- [Instructions for the task] Copy each line in the data that includes the word "extractors".
[Material provided]
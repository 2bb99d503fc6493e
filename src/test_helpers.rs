//! Shared test utilities for the folio test suite.
//!
//! Provides fixture setup, lookup helpers and bulk extractors that work with
//! built collections (`Collection`, `Record`).
//!
//! # Usage
//!
//! ```rust
//! use crate::test_helpers::*;
//!
//! let tmp = setup_fixtures();
//! let collections = build_fixtures(tmp.path());
//!
//! let posts = find_collection(&collections, "posts");
//! let hello = find_record(posts, "hello-world");
//! assert_eq!(hello.read_time(), "1 min read");
//!
//! assert_eq!(record_slugs(posts), ["year-in-review", "hello-world", "rust-tips"]);
//! ```

use std::path::Path;
use tempfile::TempDir;

use crate::assemble::CancelToken;
use crate::config::load_config;
use crate::pipeline::Pipeline;
use crate::registry::{Collection, Record};

// =========================================================================
// Fixture setup
// =========================================================================

/// Copy `fixtures/content/` to a temp directory and return it.
///
/// Tests get an isolated copy they can mutate without affecting other tests
/// or the source fixtures.
pub fn setup_fixtures() -> TempDir {
    let tmp = TempDir::new().unwrap();
    let fixtures = Path::new(env!("CARGO_MANIFEST_DIR")).join("fixtures/content");
    copy_dir_recursive(&fixtures, tmp.path()).unwrap();
    tmp
}

fn copy_dir_recursive(src: &Path, dst: &Path) -> std::io::Result<()> {
    for entry in std::fs::read_dir(src)? {
        let entry = entry?;
        let src_path = entry.path();
        let dst_path = dst.join(entry.file_name());

        if src_path.is_dir() {
            std::fs::create_dir_all(&dst_path)?;
            copy_dir_recursive(&src_path, &dst_path)?;
        } else {
            std::fs::copy(&src_path, &dst_path)?;
        }
    }
    Ok(())
}

/// Write `content` to `root/relative`, creating parent directories.
pub fn write_document(root: &Path, relative: &str, content: &str) {
    let path = root.join(relative);
    if let Some(parent) = path.parent() {
        std::fs::create_dir_all(parent).unwrap();
    }
    std::fs::write(path, content).unwrap();
}

/// Load `root/config.toml` and build every collection. Panics on any failure.
pub fn build_fixtures(root: &Path) -> Vec<Collection> {
    let config = load_config(root).unwrap();
    let pipeline = Pipeline::new(root, config).unwrap();
    pipeline
        .build(&CancelToken::new())
        .unwrap_or_else(|e| panic!("fixture build failed: {e:?}"))
}

// =========================================================================
// Collection lookups: panic listing what exists on a miss
// =========================================================================

/// Find a collection by kind. Panics if not found.
pub fn find_collection<'a>(collections: &'a [Collection], kind: &str) -> &'a Collection {
    collections
        .iter()
        .find(|c| c.kind() == kind)
        .unwrap_or_else(|| {
            let kinds: Vec<&str> = collections.iter().map(|c| c.kind()).collect();
            panic!("collection '{kind}' not found. Available: {kinds:?}")
        })
}

/// Find a record by slug. Panics if not found.
pub fn find_record<'a>(collection: &'a Collection, slug: &str) -> &'a Record {
    collection
        .iter()
        .find(|r| r.slug() == slug)
        .map(|r| r.as_ref())
        .unwrap_or_else(|| {
            let slugs = record_slugs(collection);
            panic!(
                "record '{slug}' not found in '{}'. Available: {slugs:?}",
                collection.kind()
            )
        })
}

// =========================================================================
// Bulk extractors
// =========================================================================

/// All slugs in collection order.
pub fn record_slugs(collection: &Collection) -> Vec<&str> {
    collection.iter().map(|r| r.slug()).collect()
}

/// All heading ids of a record in document order.
pub fn heading_ids(record: &Record) -> Vec<&str> {
    record.body.headings.iter().map(|h| h.id.as_str()).collect()
}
[/Material provided]
- [Problem solution]
//! Provides fixture setup, lookup helpers and bulk extractors that work with
// Bulk extractors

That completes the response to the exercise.